## YOUR GOAL:
Here are some records; copy every line that holds the word "IdentityError".

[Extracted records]
Segment Open

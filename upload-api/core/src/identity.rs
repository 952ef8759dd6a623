use crate::config::HeaderConfig;
use http::HeaderMap;
use std::collections::BTreeMap;
use thiserror::Error;

/// The caller identity asserted by trusted request headers.
#[derive(Clone, Debug, Default, PartialEq, Eq)]
pub struct Identity {
    pub user: String,
    pub groups: Vec<String>,
    pub extras: BTreeMap<String, Vec<String>>,
}

#[derive(Clone, Debug, Error, PartialEq, Eq)]
pub enum IdentityError {
    #[error("one of these headers required for authorization: {0:?}")]
    MissingUserHeader(Vec<String>),

    #[error("no user header found")]
    EmptyUserHeader,
}

/// Extracts the caller identity from `headers` per the current snapshot.
///
/// The user is taken from the first configured user header present; its
/// absence is an error. Groups are taken the same way, but an identity may
/// legitimately belong to no groups, so absence yields an empty list. Extras
/// are collected from every header matching a configured prefix.
///
/// Extraction is purely mechanical: no authorization decision is made here,
/// and the result is deterministic for a given header set and snapshot.
pub fn extract_identity(
    headers: &HeaderMap,
    config: &HeaderConfig,
) -> Result<Identity, IdentityError> {
    let user = match match_headers(headers, &config.user_headers) {
        Some(values) => values
            .first()
            .cloned()
            .ok_or(IdentityError::EmptyUserHeader)?,
        None => {
            return Err(IdentityError::MissingUserHeader(
                config.user_headers.clone(),
            ))
        }
    };

    let groups = match_headers(headers, &config.group_headers).unwrap_or_default();
    let extras = extra_attributes(headers, &config.extra_prefix_headers);

    Ok(Identity {
        user,
        groups,
        extras,
    })
}

/// Returns the values of the first of `names` present in `headers`, or `None`
/// if no name matches. Values that are not valid UTF-8 are skipped.
fn match_headers(headers: &HeaderMap, names: &[String]) -> Option<Vec<String>> {
    for name in names {
        if headers.contains_key(name.as_str()) {
            let values = headers
                .get_all(name.as_str())
                .iter()
                .filter_map(|v| v.to_str().ok().map(str::to_string))
                .collect();
            return Some(values);
        }
    }
    None
}

fn extra_attributes(headers: &HeaderMap, prefixes: &[String]) -> BTreeMap<String, Vec<String>> {
    let mut extras = BTreeMap::new();

    // Later prefixes overwrite earlier ones for the same derived key, so the
    // configured order is significant.
    for prefix in prefixes {
        for name in headers.keys() {
            if let Some(suffix) = strip_prefix_ignore_case(name.as_str(), prefix) {
                let key = unescape_extra_key(&suffix.to_ascii_lowercase());
                let values = headers
                    .get_all(name)
                    .iter()
                    .filter_map(|v| v.to_str().ok().map(str::to_string))
                    .collect();
                extras.insert(key, values);
            }
        }
    }

    extras
}

// Header names are ASCII, so slicing at the prefix length cannot split a
// character.
fn strip_prefix_ignore_case<'n>(name: &'n str, prefix: &str) -> Option<&'n str> {
    if name.len() >= prefix.len() && name[..prefix.len()].eq_ignore_ascii_case(prefix) {
        Some(&name[prefix.len()..])
    } else {
        None
    }
}

/// Percent-decodes a derived extra key. A key that does not decode to UTF-8
/// is recorded as-is rather than dropped.
fn unescape_extra_key(encoded: &str) -> String {
    percent_encoding::percent_decode_str(encoded)
        .decode_utf8()
        .map(|k| k.into_owned())
        .unwrap_or_else(|_| encoded.to_string())
}

#[cfg(test)]
mod tests {
    use super::*;
    use http::header::{HeaderName, HeaderValue};

    fn headers(pairs: &[(&str, &str)]) -> HeaderMap {
        let mut map = HeaderMap::new();
        for (name, value) in pairs {
            map.append(
                name.parse::<HeaderName>().expect("header name"),
                HeaderValue::from_str(value).expect("header value"),
            );
        }
        map
    }

    #[test]
    fn extracts_user_groups_and_extras() {
        let headers = headers(&[
            ("X-Remote-User", "alice"),
            ("X-Remote-Group", "g1"),
            ("X-Remote-Group", "g2"),
            ("X-Remote-Extra-Scope", "read"),
        ]);

        let identity =
            extract_identity(&headers, &HeaderConfig::default()).expect("should extract");
        assert_eq!(identity.user, "alice");
        assert_eq!(identity.groups, vec!["g1".to_string(), "g2".to_string()]);
        assert_eq!(
            identity.extras,
            BTreeMap::from([("scope".to_string(), vec!["read".to_string()])])
        );
    }

    #[test]
    fn missing_user_header_is_an_error() {
        let headers = headers(&[("X-Remote-Group", "g1")]);
        assert_eq!(
            extract_identity(&headers, &HeaderConfig::default()),
            Err(IdentityError::MissingUserHeader(vec![
                "X-Remote-User".to_string()
            ])),
        );
    }

    #[test]
    fn missing_groups_are_not_an_error() {
        let headers = headers(&[("X-Remote-User", "alice")]);
        let identity =
            extract_identity(&headers, &HeaderConfig::default()).expect("should extract");
        assert!(identity.groups.is_empty());
    }

    #[test]
    fn user_headers_scanned_in_configured_order() {
        let config = HeaderConfig {
            user_headers: vec!["X-Auth-User".to_string(), "X-Remote-User".to_string()],
            ..HeaderConfig::default()
        };
        let headers = headers(&[("X-Remote-User", "alice"), ("X-Auth-User", "bob")]);
        let identity = extract_identity(&headers, &config).expect("should extract");
        assert_eq!(identity.user, "bob");
    }

    #[test]
    fn extra_prefix_matches_case_insensitively() {
        // `HeaderMap` lower-cases names; the configured prefix is mixed-case.
        let headers = headers(&[("X-Remote-User", "alice"), ("x-remote-extra-team", "infra")]);
        let identity =
            extract_identity(&headers, &HeaderConfig::default()).expect("should extract");
        assert_eq!(identity.extras["team"], vec!["infra".to_string()]);
    }

    #[test]
    fn extra_keys_are_percent_decoded() {
        let headers = headers(&[
            ("X-Remote-User", "alice"),
            ("X-Remote-Extra-Org%20Unit", "storage"),
        ]);
        let identity =
            extract_identity(&headers, &HeaderConfig::default()).expect("should extract");
        assert_eq!(identity.extras["org unit"], vec!["storage".to_string()]);
    }

    #[test]
    fn undecodable_extra_key_is_kept_raw() {
        let headers = headers(&[
            ("X-Remote-User", "alice"),
            ("X-Remote-Extra-Bad%ff", "value"),
        ]);
        let identity =
            extract_identity(&headers, &HeaderConfig::default()).expect("should extract");
        assert_eq!(identity.extras["bad%ff"], vec!["value".to_string()]);
    }

    #[test]
    fn later_prefix_pass_wins_for_same_key() {
        let config = HeaderConfig {
            extra_prefix_headers: vec![
                "X-Remote-Extra-".to_string(),
                "X-Alt-Extra-".to_string(),
            ],
            ..HeaderConfig::default()
        };
        let headers = headers(&[
            ("X-Remote-User", "alice"),
            ("X-Remote-Extra-Scope", "read"),
            ("X-Alt-Extra-Scope", "write"),
        ]);
        let identity = extract_identity(&headers, &config).expect("should extract");
        assert_eq!(identity.extras["scope"], vec!["write".to_string()]);
    }
}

Segment Closed

## ANSWER TO THE PROBLEM:
pub enum IdentityError {
) -> Result<Identity, IdentityError> {
            .ok_or(IdentityError::EmptyUserHeader)?,
            return Err(IdentityError::MissingUserHeader(
            Err(IdentityError::MissingUserHeader(vec![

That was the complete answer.